Tuesday, April 14, 2020

Humility

Things change. If you don't know that by now, you must not have been paying attention. All things change. We change. Life changes. Hearts change. It's the mark of human existence - growth. We are supposed to be more, do more, know more, love more today than we did yesterday. 

To accommodate this reality of human existence, God has given us this great tool called humility. Humility is the ability to admit when we are wrong, to confess our blind spots, to demonstrate our growth by apologizing, refocusing, reshaping, and moving on. Humility is our ability to acknowledge the limitations of our own being and abilities and to embrace our potential and new opportunities. 

Unfortunately, we live in a world where accepting and embracing growth is actually seen as a weakness. Where if we confess at all that we were wrong about anything, we open ourselves up to scrutiny about having been wrong about everything. We are not afforded the grace to grow; we are held accountable for every yesterday as if it will always be our today. 

In times like these, that puts us in quite a bind. 

The experts have had models to work from since this whole thing started. They have been crunching numbers the way that experts do, but as things actually play out, speculations become realities and the numbers change. Unfortunately, in a world where humility is weakness, the numbers are not allowed to change. We are seeing our experts double-down on numbers that just aren't playing out, kicking them down the road and insisting the numbers must still be right; the dates just must be wrong. 

They even told us themselves that all of the measures they were enacting were meant to change the numbers. Now, the numbers are changing and they tell us that the numbers can't really be changing all that much. They praise us for our efforts, but continue to hold to the same kinds of large numbers they've always held to. 

Because we live in a world where if things change, then those who spoke early must be wrong. If they were wrong once, they are wrong now, and why should we even listen to them any more? 
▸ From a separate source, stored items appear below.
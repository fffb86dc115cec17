use serde_json::Value;

use crate::error::GatewayError;
use crate::protocol::openai_chat::{ChatCompletionsRequest, ChatMessage, ChatTool};

use super::{
    ReasoningEffort, ResponsesCallItem, ResponsesContentPart, ResponsesInputItem,
    ResponsesReasoning, ResponsesRequest, ResponsesTool,
};

const MODEL_PREFIX: &str = "gpt-";
const INSTRUCTION_SEPARATOR: &str = "\n\n";

/// Resolve the reasoning effort from an inbound model alias.
///
/// Surrounding whitespace is ignored and the `gpt-` prefix matches
/// case-insensitively, so `" GPT-High "` selects [`ReasoningEffort::High`].
///
/// # Errors
///
/// Returns [`GatewayError::InvalidRequest`] for any model that is not one of
/// `gpt-high`, `gpt-medium`, `gpt-low` or `gpt-minimal`.
pub fn parse_reasoning_effort(model: &str) -> Result<ReasoningEffort, GatewayError> {
    let trimmed = model.trim();
    trimmed
        .get(..MODEL_PREFIX.len())
        .filter(|prefix| prefix.eq_ignore_ascii_case(MODEL_PREFIX))
        .and_then(|_| {
            let effort = trimmed[MODEL_PREFIX.len()..].trim().to_ascii_lowercase();
            ReasoningEffort::from_name(&effort)
        })
        .ok_or_else(|| {
            GatewayError::InvalidRequest(format!(
                "Invalid model '{model}'. Allowed: gpt-high|gpt-medium|gpt-low|gpt-minimal."
            ))
        })
}

/// Translate a Chat Completions request into a streaming Responses request.
///
/// Returns the outbound body together with the trimmed inbound model name,
/// which every emitted chunk echoes back.
///
/// # Errors
///
/// Returns [`GatewayError::InvalidRequest`] when the model alias is not
/// recognized, or [`GatewayError::Config`] when no backend deployment is
/// configured.
pub fn encode_responses_request(
    request: &ChatCompletionsRequest,
    deployment: &str,
) -> Result<(ResponsesRequest, String), GatewayError> {
    let effort = parse_reasoning_effort(&request.model)?;
    if deployment.trim().is_empty() {
        return Err(GatewayError::Config(
            "backend deployment is not configured".to_string(),
        ));
    }

    let (instructions, input) = encode_messages(&request.messages);

    let tools = request
        .tools
        .as_deref()
        .filter(|tools| !tools.is_empty())
        .map(|tools| tools.iter().map(encode_tool).collect());

    let body = ResponsesRequest {
        model: deployment.to_string(),
        stream: true,
        input,
        instructions,
        tools,
        tool_choice: request.tool_choice.clone().filter(is_meaningful_tool_choice),
        prompt_cache_key: non_blank(request.user.as_deref()).map(str::to_string),
        reasoning: ResponsesReasoning { effort },
    };
    Ok((body, request.model.trim().to_string()))
}

fn encode_messages(messages: &[ChatMessage]) -> (Option<String>, Vec<ResponsesInputItem>) {
    let mut instruction_parts: Vec<&str> = Vec::new();
    let mut input = Vec::with_capacity(messages.len());

    for message in messages {
        let role = message.role.trim();
        if role.eq_ignore_ascii_case("system") || role.eq_ignore_ascii_case("developer") {
            // Only plain-string instructions are lifted; anything else is dropped.
            if let Some(Value::String(text)) = &message.content {
                if !text.trim().is_empty() {
                    instruction_parts.push(text);
                }
            }
            continue;
        }

        if role.eq_ignore_ascii_case("tool") {
            input.push(ResponsesInputItem::Call(
                ResponsesCallItem::FunctionCallOutput {
                    status: "completed".to_string(),
                    call_id: non_blank(message.tool_call_id.as_deref()).map(str::to_string),
                    output: tool_output(message.content.as_ref()),
                },
            ));
            continue;
        }

        let text = content_text(message.content.as_ref());
        let part = if role.eq_ignore_ascii_case("assistant") {
            ResponsesContentPart::OutputText { text }
        } else {
            ResponsesContentPart::InputText { text }
        };
        input.push(ResponsesInputItem::Message {
            role: role.to_ascii_lowercase(),
            content: vec![part],
        });

        for call in message.tool_calls.iter().flatten() {
            input.push(ResponsesInputItem::Call(ResponsesCallItem::FunctionCall {
                call_id: call.id.clone(),
                name: call.function.name.clone(),
                arguments: call.function.arguments.clone().unwrap_or_default(),
            }));
        }
    }

    let instructions = if instruction_parts.is_empty() {
        None
    } else {
        Some(instruction_parts.join(INSTRUCTION_SEPARATOR))
    };
    (instructions, input)
}

/// Message text: strings verbatim, `null` as empty, anything else as its
/// compact JSON text.
fn content_text(content: Option<&Value>) -> String {
    match content {
        None | Some(Value::Null) => String::new(),
        Some(Value::String(text)) => text.clone(),
        Some(other) => other.to_string(),
    }
}

fn tool_output(content: Option<&Value>) -> Value {
    match content {
        None | Some(Value::Null) => Value::String(String::new()),
        Some(other) => other.clone(),
    }
}

fn encode_tool(tool: &ChatTool) -> ResponsesTool {
    ResponsesTool::Function {
        name: tool.function.name.clone(),
        description: non_blank(tool.function.description.as_deref()).map(str::to_string),
        parameters: tool.function.parameters.clone().filter(|p| !p.is_null()),
        strict: false,
    }
}

fn is_meaningful_tool_choice(choice: &Value) -> bool {
    match choice {
        Value::Null => false,
        Value::String(mode) => !mode.trim().is_empty(),
        _ => true,
    }
}

fn non_blank(value: Option<&str>) -> Option<&str> {
    value.filter(|v| !v.trim().is_empty())
}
It's a double-edged sword. On the one hand, even if they tell us that our response is what has changed the numbers, many will cry out and say their numbers were wrong. Just look at our new numbers, and you'll see that the old numbers were wrong. They were wrong then; they are wrong now. These experts are not to be trusted. On the other hand, the longer they insist that their numbers were right and are unchanging, even in the face of new data, the more wrong they actually become. If they are wrong now, they must have been wrong then. These experts are not to be trusted. 

In my own state, the numbers have been consistently falling for five days. Yet we daily hear our experts holding onto their numbers, insisting the "peak" is coming next month, after the stay-at-home orders are supposed to be lifted. They are pushing to keep these orders in place for another month, even though the numbers are right now steadily declining. If the numbers decline all the way through the next two weeks, these experts right now look as though they will continue to say that the peak is still a few weeks away. That all of a sudden, completely out of nowhere, we're going to spike. 

It's really a no-win for them. Without the humility to embrace growth and change, they have no choice but to lock in on their models and push them as long as they can. Without our willingness to offer them humility as an option, they have to insist on their rightness. They have to constantly defend themselves. 

But it's also a no-win for us. Without the humility to embrace growth and change, to admit that something could be right yesterday and change today, we have no choice but to submit our lives to the authority of those that we refuse to allow to let go of their models. If we cannot be humble enough to allow them some humility, we're stuck in a stalemate - they have to prove they were right, and we have to make them prove they were right. If they don't, if we don't, then we are unlikely to ever trust our authorities again...on anything. 

It's because we've locked ourselves into such rigid categories of right and wrong. We expect our authorities not to speak until they have all the facts, until what they are going to say is absolutely true. Despite the struggles we have with truth, with any truth being 'absolute,' we have a surprisingly small (almost nil) amount of grace for truth that changes. We have almost zero tolerance for growth. Just look at the way that we hold persons accountable for things they said forty, fifty years ago in a different time in a different place. Whoever you once were, that's who you always are. 

I don't think it's a fault of arrogance. I really don't. I think a lot of our leaders are more humble than they are willing to admit. I think a lot of our experts right now would be ready to embrace new models, to start changing their tune as the data changes. To start moving forward with new numbers, with truth that is developing in real time. I think a lot of us recognize how we have changed over time, and how those we love (and those we hate) have changed, too. 

It's just that we, as a society, have so little tolerance for humility. It's not a virtue; it's a weakness. We have created a society where it is impossible for anyone to change, for anyone to grow; we simply don't afford them that grace - even while we shout from the rooftops that we, ourselves, are not today the same person that we were yesterday. It doesn't matter. We aren't afforded that grace, either. 

Until and unless we're willing to embrace humility again, we are stuck in a no-win situation. Not just with the big things that are going on in the world, but with every little thing that marks who we are, who we want to be, and who we are becoming.

Things change. Life changes. We change. Humility is an essential part of growth because it allows us to recognize and confess the way things, the way life, the way we change without pretending. Humility makes it so that we don't have to double-down; we can grow up. Like we were always meant to do. 

So let's have a little grace for the humble. And a little humble grace for ourselves.